Ama hep siyah giyeriz biz, düğünlerde bile!
Siyah, hepimizin kalkanı çünkü. Bazen karamsarlığın içine kendimizi
kapatmak için farkına varmadan elimiz siyaha gider. Bazen de
güçlüyüm, ayaktayım, demek için. Tabii siyahın da kendine ait bir
zarafeti var ama az giymek gerekir. Diğer renklerin bize
vereceklerini bilsek, inanın siyahla olan arkadaşlığımızı hemen
keserdik. Mesela kırmızı ve turuncu hayata bağlılığın ifadesi.
Yaşam enerjisini yukarı çıkarır. Kırmızı hayatı layıkıyla yaşamayı
seçtiğinizi, sevdiğinizi, kendinize göre doğrularınız ve
kararlarınızın olduğunu, aktif bir yapınız olduğunu anlatır.
Yeşil Yol filmini seyrettiniz mi?
Seyrettim. Her kişide benzer özellikler var ama bazı kişilerde
genetikten geliyor, daha açık oluyorlar. Siz ona gönüllüyseniz ve
bunu hayatınıza istiyorsanız gelir. Bazıları şarkı söylemeyi
sonradan öğrenir, bazıları anadan doğma söyler, bunun gibi bir şey.
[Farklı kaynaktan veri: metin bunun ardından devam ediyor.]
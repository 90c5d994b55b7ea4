// SPDX-License-Identifier: AGPL-3.0-or-later
// Copyright (C) 2012-2025 Andrei Maltsev

use tracing::debug;

use crate::vici::{api::check_success, error::ViciError, session::Session, wire::{OrderedMap, Value}};

const CONTROL_LOG: &str = "control-log";

/// Initiates a child SA (and its parent IKE SA, if not already up).
///
/// Registers `control-log` for the duration of the call so charon's progress
/// messages are forwarded to the tracing log, and always unregisters it
/// afterwards regardless of whether the initiate itself succeeded.
pub async fn initiate(session: &Session, child: &str, ike: Option<&str>) -> Result<(), ViciError> {
    let mut rx = session.register_event(CONTROL_LOG).await?;

    let drain = tokio::spawn(async move {
        while let Some(body) = rx.recv().await {
            if let Some(m) = body.as_section()
                && let Some(msg) = m.get("msg").and_then(Value::as_str)
            {
                debug!(target: "vici::control-log", "{msg}");
            }
        }
    });

    let mut payload = OrderedMap::new();
    payload.push("child", Value::Str(child.to_string()));
    if let Some(ike) = ike {
        payload.push("ike", Value::Str(ike.to_string()));
    }

    let result = session.request("initiate", payload).await.and_then(|body| check_success(&body));

    let _ = session.unregister_event(CONTROL_LOG).await;
    drain.abort();

    result.map_err(|e| match e {
        ViciError::CommandFailed(msg) => ViciError::InitiateFailed(msg),
        other => other,
    })
}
Herkesin hayatında olabilen bir sistemdir. Ne kadar isterseniz
hayatınıza o kadarı girer.
En doğaüstü şey insan
Doğaüstü bir şey yok bu dünyada, en doğaüstü şey insan bence. Biz
insan olmanın ve doğanın kıymetini bilemiyoruz. Farkındalığımızı
yitirmeye başladık. Ciddi bir dejenerasyon içindeyiz. Niye olduğunu
da bilmiyoruz. Çok yoğun bir koşuşturma. Gerek yok, kendimizi yok
etme noktasına geleceğiz zaten. O kadar basit ki her şey. Sadece
gülümseyerek baktığımızda bir şeye, enerji oluşmaya başlıyor,
sevgiyi çağırmaya başlıyorsunuz. En büyük handikabımız sevgi
enerjisiyle yoğrulmuyor olmamız. Sevgisiz olunca, kıskançlıklar,
egolar, zaaflar, tutkular ve ihtiraslar başlıyor.